**What you are asked to do**
Where in the material does the word "InvalidPort" appear? Copy each line that has it.
#####
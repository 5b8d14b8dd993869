//! Host configuration parsed from environment variables.
//!
//! `main` loads `.env` via `dotenvy` first, so every variable may also come
//! from that file. Leptos build settings (output name, site root) come from
//! the workspace `metadata.leptos` table; `SITE_ROOT` only overrides where the
//! compiled bundle is read from.

#[cfg(test)]
#[path = "config_test.rs"]
mod tests;

use std::net::{IpAddr, Ipv4Addr, SocketAddr};

pub const DEFAULT_PORT: u16 = 3000;
pub const DEFAULT_HOST: IpAddr = IpAddr::V4(Ipv4Addr::UNSPECIFIED);

#[derive(Debug, thiserror::Error, PartialEq, Eq)]
pub enum ConfigError {
    #[error("invalid PORT '{0}'")]
    InvalidPort(String),
    #[error("invalid HOST '{0}'")]
    InvalidHost(String),
    #[error("leptos configuration: {0}")]
    Leptos(String),
}

#[derive(Debug, Clone, PartialEq, Eq)]
pub struct ServerConfig {
    pub host: IpAddr,
    pub port: u16,
    pub site_root: Option<String>,
}

impl ServerConfig {
    /// Build typed host config from environment variables.
    ///
    /// Optional:
    /// - `HOST`: bind address, default `0.0.0.0`
    /// - `PORT`: default 3000
    /// - `SITE_ROOT`: directory holding the compiled `pkg/` bundle
    ///
    /// # Errors
    ///
    /// Returns an error if `HOST` or `PORT` is set but cannot be parsed.
    pub fn from_env() -> Result<Self, ConfigError> {
        let host = parse_host(std::env::var("HOST").ok().as_deref())?;
        let port = parse_port(std::env::var("PORT").ok().as_deref())?;
        let site_root = non_empty(std::env::var("SITE_ROOT").ok());
        Ok(Self { host, port, site_root })
    }

    #[must_use]
    pub fn bind_addr(&self) -> SocketAddr {
        SocketAddr::new(self.host, self.port)
    }
}

fn parse_port(raw: Option<&str>) -> Result<u16, ConfigError> {
    match raw.map(str::trim) {
        None | Some("") => Ok(DEFAULT_PORT),
        Some(value) => value.parse::<u16>().map_err(|_| ConfigError::InvalidPort(value.to_owned())),
    }
}

fn parse_host(raw: Option<&str>) -> Result<IpAddr, ConfigError> {
    match raw.map(str::trim) {
        None | Some("") => Ok(DEFAULT_HOST),
        Some(value) => value.parse::<IpAddr>().map_err(|_| ConfigError::InvalidHost(value.to_owned())),
    }
}

fn non_empty(raw: Option<String>) -> Option<String> {
    raw.map(|v| v.trim().to_owned()).filter(|v| !v.is_empty())
}
//! Wire DTOs for the community message API.
//!
//! DESIGN
//! ======
//! These types mirror the backend's JSON shapes. The backend owns `id` and
//! `timestamp`; the client only ever sends `NewMessage`.

#[cfg(test)]
#[path = "types_test.rs"]
mod types_test;

use serde::de::Error as _;
use serde::{Deserialize, Deserializer, Serialize};

/// A community message as returned by the backend.
#[derive(Clone, Debug, PartialEq, Eq, Serialize, Deserialize)]
pub struct Message {
    /// Backend-assigned identifier, used as the rendering key.
    #[serde(deserialize_with = "deserialize_id")]
    pub id: i64,
    /// Display name of the author.
    pub sender: String,
    /// Body text.
    pub message: String,
    /// RFC 3339 timestamp recorded by the backend.
    pub timestamp: String,
}

/// Outbound payload for `POST <base>`. Both fields are already trimmed.
#[derive(Clone, Debug, PartialEq, Eq, Serialize, Deserialize)]
pub struct NewMessage {
    pub sender: String,
    pub message: String,
}

/// Envelope returned by `POST <base>`.
#[derive(Clone, Debug, PartialEq, Eq, Deserialize)]
pub struct CreatedMessage {
    pub data: Message,
}

fn deserialize_id<'de, D>(deserializer: D) -> Result<i64, D::Error>
where
    D: Deserializer<'de>,
{
    let value = serde_json::Value::deserialize(deserializer)?;
    match value {
        serde_json::Value::Number(number) => {
            if let Some(int) = number.as_i64() {
                return Ok(int);
            }
            #[allow(clippy::cast_precision_loss, clippy::cast_possible_truncation)]
            if let Some(float) = number.as_f64()
                && float.is_finite()
                && float.fract() == 0.0
                && float >= i64::MIN as f64
                && float <= i64::MAX as f64
            {
                return Ok(float as i64);
            }
            Err(D::Error::custom("expected integer-compatible number"))
        }
        serde_json::Value::String(raw) => raw
            .trim()
            .parse::<i64>()
            .map_err(|_| D::Error::custom("expected numeric id string")),
        _ => Err(D::Error::custom("expected number or numeric string")),
    }
}
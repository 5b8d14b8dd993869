//! Entrance-transition directives for lists and the navbar.
//!
//! These are pure functions of what was rendered before and what is rendered
//! now. Components turn the result into CSS classes and inline
//! `animation-delay` values; the keyframes live in the stylesheet.

#[cfg(test)]
#[path = "transition_test.rs"]
mod transition_test;

/// Delay between consecutive items of a staggered entrance.
pub const STAGGER_MS: u32 = 100;
/// Message items fade in from 20px below over 500ms.
pub const MESSAGE_ENTER_MS: u32 = 500;
/// Navbar items drop in from 20px above over 600ms.
pub const NAV_ENTER_MS: u32 = 600;

/// How to bring the newest entry into view after a change.
#[derive(Clone, Copy, Debug, PartialEq, Eq)]
pub enum ScrollBehavior {
    Smooth,
}

/// What the message list should do after its contents were re-rendered.
#[derive(Clone, Debug, PartialEq, Eq)]
pub enum ListTransition {
    /// Rendered keys are unchanged.
    Idle,
    /// Replay the entrance on every rendered item, then scroll to the end.
    Enter { delays_ms: Vec<u32>, scroll: ScrollBehavior },
}

impl ListTransition {
    /// Entrance delay for the item at `index`, if an entrance is playing.
    #[must_use]
    pub fn delay_for(&self, index: usize) -> Option<u32> {
        match self {
            Self::Idle => None,
            Self::Enter { delays_ms, .. } => delays_ms.get(index).copied(),
        }
    }

    #[must_use]
    pub fn scrolls(&self) -> bool {
        matches!(self, Self::Enter { .. })
    }
}

/// Compare previously rendered keys with the new ones.
#[must_use]
pub fn list_transition(previous: &[i64], next: &[i64]) -> ListTransition {
    if previous == next {
        return ListTransition::Idle;
    }
    ListTransition::Enter { delays_ms: stagger_delays(next.len(), STAGGER_MS), scroll: ScrollBehavior::Smooth }
}

/// Per-item start offsets for a staggered entrance of `count` items.
#[must_use]
pub fn stagger_delays(count: usize, stagger_ms: u32) -> Vec<u32> {
    (0..count).map(|i| stagger_delay(i, stagger_ms)).collect()
}

/// Start offset of the item at `index` in a staggered entrance.
#[must_use]
pub fn stagger_delay(index: usize, stagger_ms: u32) -> u32 {
    u32::try_from(index).unwrap_or(u32::MAX).saturating_mul(stagger_ms)
}

/// Inline style fragment for one staggered item.
#[must_use]
pub fn delay_style(delay_ms: u32) -> String {
    format!("animation-delay: {delay_ms}ms")
}
//! One rendered entry of the community message board.

use leptos::prelude::*;

use crate::net::types::Message;
use crate::util::time_format::format_time;
use crate::util::transition::delay_style;

/// Message card showing sender, formatted time and body.
///
/// `enter_delay_ms` is set while the list's entrance transition is playing.
#[component]
pub fn MessageItem(message: Message, enter_delay_ms: Option<u32>) -> impl IntoView {
    let Message { sender, message: body, timestamp, .. } = message;
    let time = format_time(&timestamp);
    let style = enter_delay_ms.map(delay_style).unwrap_or_default();

    view! {
        <div class="message-item" class:message-item--enter=enter_delay_ms.is_some() style=style>
            <div class="message-item__card">
                <div class="message-item__meta">
                    <span class="message-item__sender">{sender}</span>
                    <time class="message-item__time" datetime=timestamp>
                        {time}
                    </time>
                </div>
                <p class="message-item__body">{body}</p>
            </div>
        </div>
    }
}
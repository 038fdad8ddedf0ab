//! Track downloading
//!
//! The engine consumes the [`Downloader`] contract: turn a track's source
//! URL into a local audio file. [`YtDlpDownloader`] is the stock
//! implementation, shelling out to yt-dlp to extract a wav file into a
//! downloads directory. Fetching is idempotent: an already-downloaded file
//! is reused without re-fetching.

use crate::error::{Error, Result};
use crate::track::Track;
use async_trait::async_trait;
use std::path::PathBuf;
use tokio::io::{AsyncBufReadExt, AsyncReadExt, BufReader};
use tokio::process::Command;
use tracing::{debug, info, warn};

/// Fetches a track's audio to a local file
#[async_trait]
pub trait Downloader: Send + Sync {
    /// Produce a local audio file for the track's source URL.
    ///
    /// Fails with [`Error::Fetch`] on network or tool failure.
    async fn fetch(&self, track: &Track) -> Result<PathBuf>;
}

/// Downloader shelling out to yt-dlp (or a compatible tool)
pub struct YtDlpDownloader {
    program: String,
    downloads_dir: PathBuf,
}

impl YtDlpDownloader {
    /// Create a downloader writing into `downloads_dir` using `yt-dlp`
    pub fn new(downloads_dir: impl Into<PathBuf>) -> Self {
        Self::with_program("yt-dlp", downloads_dir)
    }

    /// Create a downloader using a custom download program
    pub fn with_program(program: impl Into<String>, downloads_dir: impl Into<PathBuf>) -> Self {
        Self {
            program: program.into(),
            downloads_dir: downloads_dir.into(),
        }
    }

    /// Destination path for a source URL
    fn target_path(&self, url: &str) -> PathBuf {
        self.downloads_dir.join(format!("{}.wav", file_stem_for_url(url)))
    }
}

#[async_trait]
impl Downloader for YtDlpDownloader {
    async fn fetch(&self, track: &Track) -> Result<PathBuf> {
        let path = self.target_path(&track.url);

        if path.is_file() {
            info!(path = %path.display(), "download already exists, reusing");
            return Ok(path);
        }

        tokio::fs::create_dir_all(&self.downloads_dir)
            .await
            .map_err(|e| fetch_error(&track.url, format!("creating downloads dir: {e}")))?;

        debug!(program = %self.program, url = %track.url, "starting download");

        let mut child = Command::new(&self.program)
            .arg("-x")
            .arg("--audio-format")
            .arg("wav")
            .arg("-o")
            .arg(&path)
            .arg(&track.url)
            .stdin(std::process::Stdio::null())
            .stdout(std::process::Stdio::piped())
            .stderr(std::process::Stdio::piped())
            .kill_on_drop(true)
            .spawn()
            .map_err(|e| fetch_error(&track.url, format!("{}: {}", self.program, e)))?;

        // Progress lines go straight to the log while the tool runs
        if let Some(stdout) = child.stdout.take() {
            tokio::spawn(async move {
                let mut lines = BufReader::new(stdout).lines();
                while let Ok(Some(line)) = lines.next_line().await {
                    debug!("download: {}", line);
                }
            });
        }

        let mut stderr_buf = String::new();
        if let Some(mut stderr) = child.stderr.take() {
            stderr.read_to_string(&mut stderr_buf).await.ok();
        }

        let status = child
            .wait()
            .await
            .map_err(|e| fetch_error(&track.url, e.to_string()))?;

        if !status.success() {
            for line in stderr_buf.lines() {
                warn!("download: {}", line);
            }
            return Err(fetch_error(
                &track.url,
                format!("{} exited with {}", self.program, status),
            ));
        }

        if !path.is_file() {
            return Err(fetch_error(
                &track.url,
                format!("no output file at {}", path.display()),
            ));
        }

        info!(path = %path.display(), "download finished");
        Ok(path)
    }
}

fn fetch_error(url: &str, message: String) -> Error {
    Error::Fetch {
        url: url.to_string(),
        message,
    }
}

/// Derive a filesystem-safe file stem from a source URL.
///
/// Uses the `v=` query value when present (YouTube watch URLs), otherwise
/// the last path segment.
fn file_stem_for_url(url: &str) -> String {
    let raw = url
        .split_once("v=")
        .map(|(_, rest)| rest.split('&').next().unwrap_or(rest))
        .or_else(|| url.trim_end_matches('/').rsplit('/').next())
        .unwrap_or(url);

    let stem: String = raw
        .chars()
        .map(|c| if c.is_ascii_alphanumeric() || c == '-' || c == '_' { c } else { '_' })
        .collect();

    if stem.is_empty() {
        "track".to_string()
    } else {
        stem
    }
}

#[cfg(all(test, unix))]
mod tests {
    use super::*;
    use std::os::unix::fs::PermissionsExt;
    use std::path::Path;

    fn fake_ytdlp(dir: &Path, body: &str) -> String {
        let path = dir.join("ytdlp.sh");
        std::fs::write(&path, format!("#!/bin/sh\n{body}\n")).unwrap();
        std::fs::set_permissions(&path, std::fs::Permissions::from_mode(0o755)).unwrap();
        path.to_string_lossy().into_owned()
    }

    #[test]
    fn test_file_stem_for_url() {
        assert_eq!(
            file_stem_for_url("https://www.youtube.com/watch?v=dQw4w9WgXcQ"),
            "dQw4w9WgXcQ"
        );
        assert_eq!(
            file_stem_for_url("https://www.youtube.com/watch?v=abc123&t=42"),
            "abc123"
        );
        assert_eq!(file_stem_for_url("https://example.com/audio/song"), "song");
    }

    #[tokio::test]
    async fn test_fetch_writes_file() {
        let dir = tempfile::tempdir().unwrap();
        // Output path is the 5th argument (-x --audio-format wav -o OUT URL)
        let program = fake_ytdlp(dir.path(), r#"printf 'fake-wav' > "$5""#);
        let downloads = dir.path().join("downloads");
        let downloader = YtDlpDownloader::with_program(program, &downloads);

        let track = Track::new("T", "https://www.youtube.com/watch?v=abc123", "A");
        let path = downloader.fetch(&track).await.unwrap();

        assert_eq!(path, downloads.join("abc123.wav"));
        assert_eq!(std::fs::read(&path).unwrap(), b"fake-wav");
    }

    #[tokio::test]
    async fn test_fetch_reuses_existing_file() {
        let dir = tempfile::tempdir().unwrap();
        // A script that would clobber the file if it ran
        let program = fake_ytdlp(dir.path(), r#"printf 'clobbered' > "$5""#);
        let downloads = dir.path().join("downloads");
        std::fs::create_dir_all(&downloads).unwrap();
        std::fs::write(downloads.join("abc123.wav"), b"original").unwrap();

        let downloader = YtDlpDownloader::with_program(program, &downloads);
        let track = Track::new("T", "https://www.youtube.com/watch?v=abc123", "A");
        let path = downloader.fetch(&track).await.unwrap();

        assert_eq!(std::fs::read(&path).unwrap(), b"original");
    }

    #[tokio::test]
    async fn test_fetch_failure_surfaces_fetch_error() {
        let dir = tempfile::tempdir().unwrap();
        let program = fake_ytdlp(dir.path(), "echo 'boom' >&2; exit 1");
        let downloader = YtDlpDownloader::with_program(program, dir.path().join("downloads"));

        let track = Track::new("T", "https://www.youtube.com/watch?v=broken1", "A");
        let result = downloader.fetch(&track).await;

        match result {
            Err(Error::Fetch { url, .. }) => {
                assert_eq!(url, "https://www.youtube.com/watch?v=broken1")
            }
            other => panic!("expected Fetch error, got {:?}", other.map(|p| p.display().to_string())),
        }
    }
}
#####
**Result**
    InvalidPort(String),
        Some(value) => value.parse::<u16>().map_err(|_| ConfigError::InvalidPort(value.to_owned())),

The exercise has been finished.